According to Mr Wheatley, the key for being successful in business finance (as in residential finance) is to know as much as you can about a client.
“Once you know as much as you can about your client, you will then work out where those ancillary opportunities are going to come from, and you can put suggestions forward to the business operators and those suggestions can offer alternative funding lines for them that they haven’t thought about in the past,” he said.
Further, the finance broker asserted he was “very anti-overdraft” and always recommends that smaller growing businesses should consider debtor invoice facilities, because it enables them to grow their business “on the back of a debtor invoice facility”.
According to Mr Wheatley: “Banks tend to want to see an overdraft contract rather than expand, so an overdraft is certainly not good for any growing business.”

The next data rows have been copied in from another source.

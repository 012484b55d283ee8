//! User database entity for SeaORM.

use sea_orm::entity::prelude::*;

use domain::{User, UserRole};

#[derive(Clone, Debug, PartialEq, Eq, DeriveEntityModel)]
#[sea_orm(table_name = "users")]
pub struct Model {
    #[sea_orm(primary_key, auto_increment = false)]
    pub id: Uuid,
    pub name: String,
    #[sea_orm(unique)]
    pub email: String,
    pub password_hash: String,
    pub address: String,
    pub role: String,
    pub created_at: DateTimeUtc,
    pub updated_at: DateTimeUtc,
}

#[derive(Copy, Clone, Debug, EnumIter, DeriveRelation)]
pub enum Relation {
    #[sea_orm(has_many = "super::store::Entity")]
    Store,
    #[sea_orm(has_many = "super::rating::Entity")]
    Rating,
}

impl Related<super::store::Entity> for Entity {
    fn to() -> RelationDef {
        Relation::Store.def()
    }
}

impl Related<super::rating::Entity> for Entity {
    fn to() -> RelationDef {
        Relation::Rating.def()
    }
}

impl ActiveModelBehavior for ActiveModel {}

/// Convert database model to domain entity
impl From<Model> for User {
    fn from(model: Model) -> Self {
        User {
            id: model.id,
            name: model.name,
            email: model.email,
            password_hash: model.password_hash,
            address: model.address,
            role: UserRole::from(model.role.as_str()),
            created_at: model.created_at,
            updated_at: model.updated_at,
        }
    }
}
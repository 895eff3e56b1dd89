//! Helpers for the chain-dispatch benchmarks.

use micro_compose::chain::{BoxVisual, ChainBuilder};
use micro_compose::layer::BorderLayer;
use micro_visual::Pane;

/// Wrapping depths the benchmarks sweep over.
pub const DEPTHS: &[usize] = &[1, 4, 16];

/// A pane wrapped in `depth` boxed border layers.
pub fn boxed_chain(depth: usize) -> BoxVisual {
    let mut builder = ChainBuilder::new().leaf(Pane::new("bench"));
    for level in 0..depth {
        builder = builder.layer(BorderLayer { width: level as f64 });
    }
    builder.build().expect("builder was given a leaf")
}
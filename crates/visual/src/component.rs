//! The capability contract every composable component satisfies.

use crate::canvas::Canvas;
use crate::error::TranslationError;
use crate::geometry::Point;
use crate::manipulator::ManipulatorHandle;

/// The operation set shared by every node of a composed visual: leaves,
/// interface adapters and decorating layers alike.
///
/// Nothing in this contract may depend on how deeply the receiver is nested;
/// a caller must be able to substitute any conforming node for any other.
/// Wrapping layers implement the same trait and forward, which is what makes
/// unbounded nesting possible.
pub trait Visual {
    /// The (bottom-left, top-right) corners of the component's bounding box.
    fn bounding_extent(&self) -> Result<(Point, Point), TranslationError>;

    /// Whether the component currently has any content.
    fn is_empty(&self) -> bool;

    /// Build a fresh manipulator targeting this component.
    ///
    /// The handle invokes capability operations polymorphically; it never
    /// sees the concrete type it was created from.
    fn create_manipulator(&self) -> ManipulatorHandle;

    /// Paint the component onto `canvas`.
    fn draw(&mut self, canvas: &mut Canvas);

    /// Recompute the component's geometry.
    fn resize(&mut self);
}

impl<V: Visual + ?Sized> Visual for Box<V> {
    fn bounding_extent(&self) -> Result<(Point, Point), TranslationError> {
        (**self).bounding_extent()
    }

    fn is_empty(&self) -> bool {
        (**self).is_empty()
    }

    fn create_manipulator(&self) -> ManipulatorHandle {
        (**self).create_manipulator()
    }

    fn draw(&mut self, canvas: &mut Canvas) {
        (**self).draw(canvas);
    }

    fn resize(&mut self) {
        (**self).resize();
    }
}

He added: “You can negotiate cheaper costs when they’re purchasing the costs of goods, for whatever it is that they’re producing or manufacturing, by having the capability to pay for their suppliers earlier and upfront.”
“They can pick up a 10 or a 15 per cent discount in the purchases, so that works for the business, but you can’t do that with an overdraft, and an overdraft is the facility,” Mr Wheatley concluded.